Thank you. Happy to answer.

I have multiple raid 5 and 6 arrays. The largest is a 9 disk raid 6 array with 3TB WD greens (Yes, they can work in a raid system, but peoples results seem to vary). I'd like to expand this array with another 3 drives, but the system became unstable the few times I tried.

The primary work array consists of another raid 6 setup with 4 3TB 3.5" Ultrastar 7K3000 Enterprise Hard Drive; I got to borrow some SAS drives and didn't find any benefit for just the few people in the family using it. So I got the SATA versions of these as well. They were selected for their long MTBF, but oddly its the only array to experience a drive failure (no data loss).

I have a junk array with various 2TB drives; Its stable, surprisingly, considering the incredible mix of drives.

And one last raid-5 5-drive 3tb WD greens. It used primarily for video.

I'm running windows home server 2011. I tried other operating systems before deciding on WHS2011. It provided the easiest management and server 2008 quality. I dont' knock any of the other options, this just worked well for me.

Throughput is limited primarily by the network. I was setup for bridged 1Gb network connections. The WHS2011 server had 4 bridged connections and the work horses of the house has 2 bridged connections. So you potentially could get 2 computers each moving about 180MB/sec sustained.
After a switch failure, I made a bad purchase and bought a new switch that wasn't compatible with bridging and haven't fixed that yet. So all systems are now limited to max of 1Gb or about 85 to 95MB/sec.

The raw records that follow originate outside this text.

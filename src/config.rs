//! Configuration for a telemetry session and its dashboard window.

use std::path::Path;

use serde::{Deserialize, Serialize};

use crate::controllers::UiActionController;
use crate::error::{Result, TelemetryError};

// ─────────────────────────────────────────────────────────────────────────────
// TelemetryConfig
// ─────────────────────────────────────────────────────────────────────────────

/// Serializable session configuration.
///
/// | Field              | Purpose |
/// |--------------------|---------|
/// | `tick_interval_ms` | Producer period |
/// | `window_secs`      | Initial retention window |
/// | `max_points`       | Point budget handed to the renderer |
/// | `window_presets`   | Choices offered by the window selector |
/// | `noise_seed`       | Fixed seed for the synthetic signal (`None` = OS entropy) |
#[derive(Debug, Clone, PartialEq, Serialize, Deserialize)]
#[serde(default)]
pub struct TelemetryConfig {
    /// Native window title.
    pub title: String,
    pub tick_interval_ms: u64,
    pub window_secs: u64,
    pub max_points: usize,
    pub window_presets: Vec<u64>,
    /// Default file name proposed by the export dialog.
    pub export_file_name: String,
    pub noise_seed: Option<u64>,
}

impl Default for TelemetryConfig {
    fn default() -> Self {
        Self {
            title: "Realtime Telemetry".to_string(),
            tick_interval_ms: 500,
            window_secs: 60,
            max_points: 240,
            window_presets: vec![30, 60, 300],
            export_file_name: "telemetry.csv".to_string(),
            noise_seed: None,
        }
    }
}

impl TelemetryConfig {
    pub fn validate(&self) -> Result<()> {
        if self.tick_interval_ms == 0 {
            return Err(TelemetryError::invalid(
                "tick_interval_ms",
                "tick interval must be positive",
            ));
        }
        if self.window_secs == 0 {
            return Err(TelemetryError::invalid(
                "window_secs",
                "window duration must be positive",
            ));
        }
        if self.max_points == 0 {
            return Err(TelemetryError::invalid(
                "max_points",
                "must be at least 1",
            ));
        }
        if self.window_presets.contains(&0) {
            return Err(TelemetryError::invalid(
                "window_presets",
                "presets must be positive",
            ));
        }
        Ok(())
    }

    /// Load from `path`; `.yaml`/`.yml` is read as YAML, anything else as JSON.
    pub fn load<P: AsRef<Path>>(path: P) -> Result<Self> {
        let path = path.as_ref();
        let s = std::fs::read_to_string(path)?;
        let cfg: TelemetryConfig = if is_yaml(path) {
            serde_yaml::from_str(&s).map_err(|e| TelemetryError::Config(e.to_string()))?
        } else {
            serde_json::from_str(&s).map_err(|e| TelemetryError::Config(e.to_string()))?
        };
        cfg.validate()?;
        Ok(cfg)
    }

    pub fn save<P: AsRef<Path>>(&self, path: P) -> Result<()> {
        let path = path.as_ref();
        let s = if is_yaml(path) {
            serde_yaml::to_string(self).map_err(|e| TelemetryError::Config(e.to_string()))?
        } else {
            serde_json::to_string_pretty(self).map_err(|e| TelemetryError::Config(e.to_string()))?
        };
        std::fs::write(path, s)?;
        Ok(())
    }
}

fn is_yaml(path: &Path) -> bool {
    matches!(
        path.extension().and_then(|e| e.to_str()),
        Some("yaml") | Some("yml")
    )
}

/// Human label for a window preset, e.g. `Last 30s`, `Last 5m`.
pub fn window_label(secs: u64) -> String {
    if secs >= 3600 && secs % 3600 == 0 {
        format!("Last {}h", secs / 3600)
    } else if secs >= 60 && secs % 60 == 0 && secs != 60 {
        format!("Last {}m", secs / 60)
    } else {
        format!("Last {secs}s")
    }
}

// ─────────────────────────────────────────────────────────────────────────────
// DashboardOptions
// ─────────────────────────────────────────────────────────────────────────────

/// Runtime-only options for the dashboard window (not serialized).
#[derive(Clone, Default)]
pub struct DashboardOptions {
    /// Optional eframe native-window options.
    pub native_options: Option<eframe::NativeOptions>,
    /// External controller for pause/window/export requests.
    pub ui_action_controller: Option<UiActionController>,
    /// Hide the export button (e.g. for kiosk displays).
    pub hide_export: bool,
}
//! ShakeSearch - substring search over the complete works
//!
//! Loads one large text corpus, indexes it once, and answers exact
//! case-insensitive substring queries. Every match comes back with the text
//! around it and the title of the work it falls in.
//!
//! # Architecture
//!
//! ```text
//! Corpus ──┬──> PositionIndex (lowercased)  ──────────────┐
//!          │                                              ├──> Searcher::search
//!          └──> TableOfContents ──> RangeTable ───────────┘
//!                   (titles)     (per-title start offsets)
//! ```
//!
//! All state is built once in [`Searcher::load`] and only read afterwards,
//! so a single `Arc<Searcher>` can be shared by every request handler.
//!
//! # Example
//!
//! ```ignore
//! use shakesearch::{SearchOptions, Searcher};
//!
//! let searcher = Searcher::load("completeworks.txt", &SearchOptions::default())?;
//! for m in searcher.search("wherefore art thou") {
//!     println!("[{}] {}", m.title, m.snippet);
//! }
//! ```

pub mod cli;
pub mod config;
mod corpus;
mod error;
mod index;
mod ranges;
mod searcher;
pub mod server;
mod titles;

pub use corpus::Corpus;
pub use error::SearchError;
pub use index::PositionIndex;
pub use ranges::{RangeResolutionStrategy, RangeTable, ResolveContext, SecondOccurrence, StandaloneHeading, StrategyKind};
pub use searcher::{Match, SearchOptions, Searcher};
pub use titles::{TableOfContents, TocMarkers, extract_titles};

/// Default corpus file, relative to the working directory
pub const DEFAULT_CORPUS_PATH: &str = "completeworks.txt";

/// Default directory served for every path other than the search endpoint
///
/// Relative to the working directory, so it matches `ss/static` only when
/// running from `ss/`. The workspace-root `shakesearch.yml` points at
/// `ss/static` for runs from the root.
pub const DEFAULT_STATIC_DIR: &str = "static";

/// Default listen port when neither `--port` nor `PORT` is set
pub const DEFAULT_PORT: u16 = 3001;

/// Bytes of context kept on each side of a match
pub const DEFAULT_SNIPPET_RADIUS: usize = 250;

I wouldn't normally download files off the server, but work across it. Since normal hard drives (not SSDs obviously) only tend to get 70 to 90MB/sec, you actually get better performance using the server. However if I copy the data from 1 array to another over the network, 5GB of data takes a little under a minute. If I perform the same task directly on the WHS, the fastest speeds are around 400 to 500MB/sec so that same 5GB copy would take about 10 to 12 seconds. Since the raid card has an 8GB cache with battery for write caching, that may not including writing out all the data, but from the drive lights it only takes a few seconds more.

DNGs and CR2 (any raw file for that matter) is large enought that you get maximum throughput. Copying tens of thousands of little files does hurt performace tremendously. With the write cache, its still better than using a local hard drive.

I do have one video editing system that has its own local raid (0) arrays. For editing itself, I don't have any problems with the WHS system, but for capturing, small network hicups can cause frames to drop, especially when capturing HDMI signals (needed to get video off some older digital cameras which has poor driver support).

Let me know if you have any more questions.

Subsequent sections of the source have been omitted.